**Source material**:

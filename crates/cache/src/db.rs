//! Database connection and pool management.

use exn::ResultExt;
use sqlx::SqliteConnection;
use sqlx::pool::PoolConnectionMetadata;
use sqlx::sqlite::{SqliteConnectOptions, SqliteJournalMode, SqlitePool, SqlitePoolOptions, SqliteSynchronous};
use std::path::Path;
use std::time::Duration;
use tracing::instrument;

use crate::error::{ErrorKind, Result};

/// Embedded migrations that are run automatically on connect.
static MIGRATOR: sqlx::migrate::Migrator = sqlx::migrate!("./migrations");
// A catalog cache sees one writer and the odd reader; no point in more.
const MAX_CONNECTIONS: u32 = 2;

/// Connection pool for the snapshot database.
#[derive(Debug, Clone)]
pub struct Database {
    pool: SqlitePool,
}

impl Database {
    async fn new(options: SqliteConnectOptions, max: u32) -> Result<Self> {
        let pool = SqlitePoolOptions::new()
            // Every pooled connection gets the pragmas, not only the first.
            .after_connect(|conn, meta| Box::pin(async move { Self::apply_pragmas(conn, meta).await }))
            .max_connections(max)
            .connect_with(options)
            .await
            .or_raise(|| ErrorKind::Database)?;
        let db = Self { pool };
        db.migrate().await?;
        Ok(db)
    }

    /// Connect to the snapshot database at the given path.
    ///
    /// Creates the database file (and its parent folder) if it doesn't exist
    /// and runs migrations.
    pub async fn connect(path: impl AsRef<Path>) -> Result<Self> {
        let path = path.as_ref();
        if let Some(parent) = path.parent().filter(|parent| !parent.as_os_str().is_empty()) {
            tokio::fs::create_dir_all(parent).await.or_raise(|| ErrorKind::Io)?;
        }
        let options = Self::base_options().filename(path).create_if_missing(true);
        Self::new(options, MAX_CONNECTIONS).await
    }

    /// Connect to a throwaway in-memory snapshot database.
    ///
    /// Kept outside `#[cfg(test)]` so dependent crates can test against it.
    pub async fn connect_in_memory() -> Result<Self> {
        let options = Self::base_options().filename(":memory:");
        // Parallel connections to ":memory:" would each see their own database.
        Self::new(options, 1).await
    }

    fn base_options() -> SqliteConnectOptions {
        SqliteConnectOptions::new()
            .journal_mode(SqliteJournalMode::Wal)
            // Deleting a snapshot cascades to its folders.
            .foreign_keys(true)
            .synchronous(SqliteSynchronous::Normal)
            .busy_timeout(Duration::from_millis(1500))
    }

    /// Snapshots are small; a modest page cache is plenty.
    async fn apply_pragmas(conn: &mut SqliteConnection, _meta: PoolConnectionMetadata) -> sqlx::Result<()> {
        sqlx::query(
            r#"
                PRAGMA cache_size = -1024;
                PRAGMA temp_store = MEMORY;
            "#,
        )
        .execute(conn)
        .await?;
        Ok(())
    }

    #[instrument("performing database migrations", skip(self))]
    async fn migrate(&self) -> Result<()> {
        MIGRATOR.run(&self.pool).await.or_raise(|| ErrorKind::Migration)
    }

    pub fn pool(&self) -> &SqlitePool {
        &self.pool
    }

    /// Optimize and close the pool once in-flight queries have finished.
    pub async fn close(&self) {
        _ = sqlx::query("PRAGMA optimize").execute(&self.pool).await;
        self.pool.close().await;
    }
}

**What to produce**: Now write the data shown above out again, word for word.

**Your solution**:
filename crates/cache/src/db.rs
//! Database connection and pool management.

use exn::ResultExt;
use sqlx::SqliteConnection;
use sqlx::pool::PoolConnectionMetadata;
use sqlx::sqlite::{SqliteConnectOptions, SqliteJournalMode, SqlitePool, SqlitePoolOptions, SqliteSynchronous};
use std::path::Path;
use std::time::Duration;
use tracing::instrument;

use crate::error::{ErrorKind, Result};

/// Embedded migrations that are run automatically on connect.
static MIGRATOR: sqlx::migrate::Migrator = sqlx::migrate!("./migrations");
// A catalog cache sees one writer and the odd reader; no point in more.
const MAX_CONNECTIONS: u32 = 2;

/// Connection pool for the snapshot database.
#[derive(Debug, Clone)]
pub struct Database {
    pool: SqlitePool,
}

impl Database {
    async fn new(options: SqliteConnectOptions, max: u32) -> Result<Self> {
        let pool = SqlitePoolOptions::new()
            // Every pooled connection gets the pragmas, not only the first.
            .after_connect(|conn, meta| Box::pin(async move { Self::apply_pragmas(conn, meta).await }))
            .max_connections(max)
            .connect_with(options)
            .await
            .or_raise(|| ErrorKind::Database)?;
        let db = Self { pool };
        db.migrate().await?;
        Ok(db)
    }

    /// Connect to the snapshot database at the given path.
    ///
    /// Creates the database file (and its parent folder) if it doesn't exist
    /// and runs migrations.
    pub async fn connect(path: impl AsRef<Path>) -> Result<Self> {
        let path = path.as_ref();
        if let Some(parent) = path.parent().filter(|parent| !parent.as_os_str().is_empty()) {
            tokio::fs::create_dir_all(parent).await.or_raise(|| ErrorKind::Io)?;
        }
        let options = Self::base_options().filename(path).create_if_missing(true);
        Self::new(options, MAX_CONNECTIONS).await
    }

    /// Connect to a throwaway in-memory snapshot database.
    ///
    /// Kept outside `#[cfg(test)]` so dependent crates can test against it.
    pub async fn connect_in_memory() -> Result<Self> {
        let options = Self::base_options().filename(":memory:");
        // Parallel connections to ":memory:" would each see their own database.
        Self::new(options, 1).await
    }

    fn base_options() -> SqliteConnectOptions {
        SqliteConnectOptions::new()
            .journal_mode(SqliteJournalMode::Wal)
            // Deleting a snapshot cascades to its folders.
            .foreign_keys(true)
            .synchronous(SqliteSynchronous::Normal)
            .busy_timeout(Duration::from_millis(1500))
    }

    /// Snapshots are small; a modest page cache is plenty.
    async fn apply_pragmas(conn: &mut SqliteConnection, _meta: PoolConnectionMetadata) -> sqlx::Result<()> {
        sqlx::query(
            r#"
                PRAGMA cache_size = -1024;
                PRAGMA temp_store = MEMORY;
            "#,
        )
        .execute(conn)
        .await?;
        Ok(())
    }

    #[instrument("performing database migrations", skip(self))]
    async fn migrate(&self) -> Result<()> {
        MIGRATOR.run(&self.pool).await.or_raise(|| ErrorKind::Migration)
    }

    pub fn pool(&self) -> &SqlitePool {
        &self.pool
    }

    /// Optimize and close the pool once in-flight queries have finished.
    pub async fn close(&self) {
        _ = sqlx::query("PRAGMA optimize").execute(&self.pool).await;
        self.pool.close().await;
    }
}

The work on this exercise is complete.